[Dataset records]
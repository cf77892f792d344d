// ==========================================
// 参数注册表 - 参数表文件解析器
// ==========================================
// 阶段 0: 文件读取与解析，只做切分不做求值
// 支持: CSV (.csv, 分号分隔) / Excel (.xlsx/.xls, 第一个工作表)
// ==========================================

use crate::domain::definition::RawParamRow;
use crate::importer::error::{SchemaError, SchemaResult};
use calamine::{open_workbook_auto, Reader};
use csv::ReaderBuilder;
use std::collections::HashMap;
use std::fs::File;
use std::io::Read;
use std::path::Path;

/// 参数表列名（顺序即导出顺序）
pub const SCHEMA_COLUMNS: [&str; 8] = [
    "key",
    "alias",
    "group",
    "default",
    "unit",
    "description",
    "gui_type",
    "gui_args",
];

/// CSV 字段分隔符
pub const CSV_DELIMITER: u8 = b';';

// ==========================================
// FileParser Trait
// ==========================================
pub trait FileParser {
    /// 解析为原始行（已跳过空白行）
    fn parse_rows(&self, file_path: &Path) -> SchemaResult<Vec<RawParamRow>>;
}

// ==========================================
// CSV Parser 实现
// ==========================================
pub struct CsvParser;

impl CsvParser {
    /// 从任意读取器解析（内置参数表走这里）
    pub fn parse_reader<R: Read>(&self, source: R) -> SchemaResult<Vec<RawParamRow>> {
        // 单元格是 Python 风格字面量，引号属于内容本身
        let mut reader = ReaderBuilder::new()
            .delimiter(CSV_DELIMITER)
            .has_headers(true)
            .flexible(true)
            .quoting(false)
            .comment(Some(b'#'))
            .from_reader(source);

        let headers: Vec<String> = reader
            .headers()?
            .iter()
            .map(|h| h.trim().to_string())
            .collect();
        let columns = ColumnIndex::new(&headers)?;

        let mut rows = Vec::new();
        for (idx, result) in reader.records().enumerate() {
            let record = result?;
            // 行号按源文件计（表头为第 1 行）
            let line = record
                .position()
                .map(|p| p.line() as usize)
                .unwrap_or(idx + 2);
            let cells: Vec<&str> = record.iter().collect();
            if let Some(row) = columns.build_row(line, &cells) {
                rows.push(row);
            }
        }

        Ok(rows)
    }
}

impl FileParser for CsvParser {
    fn parse_rows(&self, file_path: &Path) -> SchemaResult<Vec<RawParamRow>> {
        let path = file_path;

        // 检查文件存在
        if !path.exists() {
            return Err(SchemaError::FileNotFound(path.display().to_string()));
        }

        // 检查扩展名
        if let Some(ext) = path.extension() {
            if !ext.eq_ignore_ascii_case("csv") {
                return Err(SchemaError::UnsupportedFormat(
                    ext.to_string_lossy().to_string(),
                ));
            }
        }

        let file = File::open(path)?;
        self.parse_reader(file)
    }
}

// ==========================================
// Excel Parser 实现
// ==========================================
pub struct ExcelParser;

impl FileParser for ExcelParser {
    fn parse_rows(&self, file_path: &Path) -> SchemaResult<Vec<RawParamRow>> {
        let path = file_path;

        // 检查文件存在
        if !path.exists() {
            return Err(SchemaError::FileNotFound(path.display().to_string()));
        }

        // 检查扩展名
        let ext = path
            .extension()
            .and_then(|e| e.to_str())
            .unwrap_or("")
            .to_lowercase();
        if ext != "xlsx" && ext != "xls" {
            return Err(SchemaError::UnsupportedFormat(ext));
        }

        let mut workbook = open_workbook_auto(path)?;

        // 读取第一个 sheet
        let sheet_name = workbook
            .sheet_names()
            .first()
            .cloned()
            .ok_or_else(|| SchemaError::ExcelParseError("Excel 文件无工作表".to_string()))?;
        let range = workbook.worksheet_range(&sheet_name)?;

        // 提取表头（第一行）
        let mut sheet_rows = range.rows();
        let header_row = sheet_rows
            .next()
            .ok_or_else(|| SchemaError::ExcelParseError("Excel 文件无数据行".to_string()))?;
        let headers: Vec<String> = header_row
            .iter()
            .map(|cell| cell.to_string().trim().to_string())
            .collect();
        let columns = ColumnIndex::new(&headers)?;

        let mut rows = Vec::new();
        for (idx, data_row) in sheet_rows.enumerate() {
            let texts: Vec<String> = data_row.iter().map(|cell| cell.to_string()).collect();
            let cells: Vec<&str> = texts.iter().map(String::as_str).collect();
            if let Some(row) = columns.build_row(idx + 2, &cells) {
                rows.push(row);
            }
        }

        Ok(rows)
    }
}

// ==========================================
// 通用文件解析器（根据扩展名自动选择）
// ==========================================
pub struct UniversalFileParser;

impl UniversalFileParser {
    pub fn parse<P: AsRef<Path>>(&self, file_path: P) -> SchemaResult<Vec<RawParamRow>> {
        let path = file_path.as_ref();
        let ext = path
            .extension()
            .and_then(|e| e.to_str())
            .unwrap_or("")
            .to_lowercase();

        match ext.as_str() {
            "csv" => CsvParser.parse_rows(path),
            "xlsx" | "xls" => ExcelParser.parse_rows(path),
            _ => Err(SchemaError::UnsupportedFormat(ext)),
        }
    }
}

// ==========================================
// 列索引（按表头名定位，列顺序不限）
// ==========================================
struct ColumnIndex {
    positions: HashMap<&'static str, usize>,
}

impl ColumnIndex {
    fn new(headers: &[String]) -> SchemaResult<Self> {
        let mut positions = HashMap::with_capacity(SCHEMA_COLUMNS.len());
        for column in SCHEMA_COLUMNS {
            let pos = headers
                .iter()
                .position(|h| h.eq_ignore_ascii_case(column))
                .ok_or_else(|| SchemaError::MissingColumn(column.to_string()))?;
            positions.insert(column, pos);
        }
        Ok(Self { positions })
    }

    fn cell(&self, cells: &[&str], column: &str) -> Option<String> {
        self.positions
            .get(column)
            .and_then(|&pos| cells.get(pos))
            .map(|c| c.trim())
            .filter(|c| !c.is_empty())
            .map(str::to_string)
    }

    /// 完全空白的行返回 None
    fn build_row(&self, row: usize, cells: &[&str]) -> Option<RawParamRow> {
        if cells.iter().all(|c| c.trim().is_empty()) {
            return None;
        }
        Some(RawParamRow {
            row,
            key: self.cell(cells, "key").unwrap_or_default(),
            alias: self.cell(cells, "alias"),
            group: self.cell(cells, "group").unwrap_or_default(),
            default: self.cell(cells, "default").unwrap_or_default(),
            unit: self.cell(cells, "unit"),
            description: self.cell(cells, "description"),
            gui_type: self.cell(cells, "gui_type").unwrap_or_default(),
            gui_args: self.cell(cells, "gui_args"),
        })
    }
}

#[cfg(test)]
mod tests {
    use super::*;
    use std::io::Write;
    use tempfile::Builder;

    const HEADER: &str = "key;alias;group;default;unit;description;gui_type;gui_args";

    #[test]
    fn test_csv_parser_valid_file() {
        let mut temp_file = Builder::new().suffix(".csv").tempfile().unwrap();
        writeln!(temp_file, "{}", HEADER).unwrap();
        writeln!(temp_file, "highpass;High-Pass;Filter;1;Hz;;Slider;{{'min_val': 0}}").unwrap();
        writeln!(
            temp_file,
            "ica_method;;ICA;'fastica';;;Combo;{{'options': ['fastica']}}"
        )
        .unwrap();

        let rows = CsvParser.parse_rows(temp_file.path()).unwrap();

        assert_eq!(rows.len(), 2);
        assert_eq!(rows[0].key, "highpass");
        assert_eq!(rows[0].alias.as_deref(), Some("High-Pass"));
        assert_eq!(rows[0].unit.as_deref(), Some("Hz"));
        assert_eq!(rows[0].description, None);
        assert_eq!(rows[0].row, 2);
        assert_eq!(rows[1].default, "'fastica'");
        assert_eq!(rows[1].alias, None);
    }

    #[test]
    fn test_csv_parser_keeps_double_quotes() {
        let text = format!("{}\nmode;;General;\"abs\";;;String;\n", HEADER);
        let rows = CsvParser.parse_reader(text.as_bytes()).unwrap();
        assert_eq!(rows[0].default, "\"abs\"");
    }

    #[test]
    fn test_csv_parser_skip_blank_and_comment_rows() {
        let text = format!(
            "{}\n# filter section\na;;G;1;;;Int;\n;;;;;;;\nb;;G;2;;;Int;\n",
            HEADER
        );
        let rows = CsvParser.parse_reader(text.as_bytes()).unwrap();
        assert_eq!(rows.len(), 2);
        assert_eq!(rows[1].key, "b");
    }

    #[test]
    fn test_csv_parser_missing_column() {
        let text = "key;group;default;gui_type\na;G;1;Int\n";
        let err = CsvParser.parse_reader(text.as_bytes()).unwrap_err();
        assert!(matches!(err, SchemaError::MissingColumn(ref c) if c == "alias"));
    }

    #[test]
    fn test_csv_parser_file_not_found() {
        let result = CsvParser.parse_rows(Path::new("non_existent.csv"));
        assert!(matches!(result, Err(SchemaError::FileNotFound(_))));
    }

    #[test]
    fn test_universal_parser_rejects_extension() {
        let result = UniversalFileParser.parse("parameters.json");
        assert!(matches!(result, Err(SchemaError::UnsupportedFormat(_))));
    }
}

Work instruction — Show every line of the data that includes the string "writeln".

Output for this task —
        writeln!(temp_file, "{}", HEADER).unwrap();
        writeln!(temp_file, "highpass;High-Pass;Filter;1;Hz;;Slider;{{'min_val': 0}}").unwrap();
        writeln!(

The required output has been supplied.